Road to 2019 Presidential election in Nigeria

With less than a year to go, how are preparations going? Who is running? What will be the key issues?

It is now less than a year before Nigeria’s critical general elections. In those polls, currently scheduled for 16 February and 2 March 2019, tens of millions of citizens will vote in what could be some of the country’s most fiercely fought contests yet.

How are preparations going? Who is running? What will be the key issues?

Preparations for the elections

Since Mahmood Yakubu took over as chair of the Independent National Electoral Commission (INEC) in 2015, the body has carried out over 167 elections. One was nullified in court. INEC has also undertaken several institutional reforms. This includes launching a new strategic plan, working on a youth engagement strategy, and reviewing its gender policy. It has promoted deserving staff and, in an unprecedented move, prosecuted officials found to have committed wrongdoing in the 2015 elections.

Ahead of 2019, the commission has set up a committee to review the voting process and transmission of tallies. For the first time since the return to democracy in 1999, INEC is also conducting continuous voter registration.

Despite these giant strides, however, the body is facing some challenges.

Because of delays caused by a dispute between the president and Senate, for example, INEC still only has 30 out of 37 Resident Electoral Commissioners, the key officials responsible for organising elections at the state level. Continuous voter registration, which opened in 2016, has also experienced glitches, with some citizens complaining of being unable to register. This led INEC to recently deploy additional registration machines and increase the number of registration centres to 1,446 nationwide. Meanwhile, the cost of running the elections may also present a challenge. This is especially the case given that Nigeria has just exited a recession.

The commission has also been given additional headaches following last month’s local elections in Kano State. In the aftermath of that poll, a video emerged showing young children thumb-printing ballot papers. INEC did not oversee that election, but some claimed it had been responsible for registering the underage voters in the first place.

In response to this criticism, the commission set up a panel to probe the alleged underage voting and examine the nearly 5 million voters on the register in Kano. INEC has previously helped other countries in West Africa clean up their electoral registers, most recently ahead of Liberia’s run-off polls in December 2017.

Who is running?

In the 2015 elections, Nigeria had 40 registered political parties. Ahead of 2019, there are now 68, with 33 more being considered for registration.

The ones to beat this time around will be the ruling All Progressives Congress (APC). This party was created ahead of 2015 through a merger of what were then the country’s four biggest opposition parties. Its growing ranks were further boosted when several figures from the People’s Democratic Party (PDP), in power at the time, crossed the floor.

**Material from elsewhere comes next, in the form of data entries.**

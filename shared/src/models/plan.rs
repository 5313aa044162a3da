//! Membership Plan Model

use rust_decimal::Decimal;
use serde::{Deserialize, Serialize};

/// Catalog plan (immutable from the gate's perspective)
#[derive(Debug, Clone, Serialize, Deserialize)]
pub struct Plan {
    pub id: String,
    pub name: String,
    pub price: Decimal,
    pub duration_months: u32,
}
//! Pairing Code Repository
//!
//! Pending link codes are keyed by the code itself. The store adapter has
//! no delete, so redeemed codes are flipped to `used` instead.

use std::sync::Arc;

use serde_json::json;

use super::{RepoResult, decode, encode};
use crate::db::collections::PENDING_LINKS;
use crate::db::store::RecordStore;
use shared::models::PairingCode;

#[derive(Clone)]
pub struct PairingRepository {
    store: Arc<dyn RecordStore>,
}

impl PairingRepository {
    pub fn new(store: Arc<dyn RecordStore>) -> Self {
        Self { store }
    }

    pub async fn find(&self, code: &str) -> RepoResult<Option<PairingCode>> {
        self.store
            .get(PENDING_LINKS, code)
            .await?
            .map(decode)
            .transpose()
    }

    pub async fn create(&self, code: &str, pending: &PairingCode) -> RepoResult<()> {
        self.store
            .set(PENDING_LINKS, code, encode(pending)?, false)
            .await?;
        Ok(())
    }

    pub async fn mark_used(&self, code: &str) -> RepoResult<()> {
        self.store
            .update(PENDING_LINKS, code, &[("status".to_string(), json!("used"))])
            .await?;
        Ok(())
    }
}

In the election, the APC enjoyed an historic victory and ended the PDP’s political dominance, which had lasted since 1999. But since those heights, internal rivalries have come to the fore and prevented it from emerging as a cohesive force. The APC continues to run as an amalgam of the interests that created it in the first instance, with intra-party disputes emerging at both federal and state levels.

The incumbent President Buhari is the front runner to be the party’s flagbearer in 2019. However, aside from his mixed record in office, his advanced age of 75 and ill health could arise as an issue. Many are asking whether he will be fit to govern if re-elected, especially given that he spent several months of his first term receiving treatment in London for an undisclosed ailment.

The main opposition PDP has faced similar infighting to the APC since 2015. After the election, the party faced a bitter legal battle over the leadership of the party with Ahmed Makarfi eventually confirmed as the party chair. Since then, the PDP has held a national convention in which new officials were elected. Some regions were marginalised, however, and the party has yet to calm concerns about the state of its internal democracy or shed its reputation for corruption, which it developed over its 16 years in office.

Several candidates are lining up to bid to be the PDP’s presidential nominee. They include former Vice President Atiku Abubakar, who recently crossed over from the APC. Often described as a serial defector, Atiku has commenced consultations and is regularly voicing his opinions on policy matters. At 71, his age and unproven corruption allegations remains the albatross around his neck. Other aspirants from the PDP include controversial governor of Ekiti State, Ayodele Fayose, and former governors of Kaduna and Jigawa, Ahmed Makarfi and Sule Lamido respectively.

Along with these two big parties, Nigeria could, for the first time, also see a powerful third party emerge in 2019. The most popular phrase in the country today is “Third Force” and various groupings are attempting to harness the appetite for an alternative to the APC and PDP.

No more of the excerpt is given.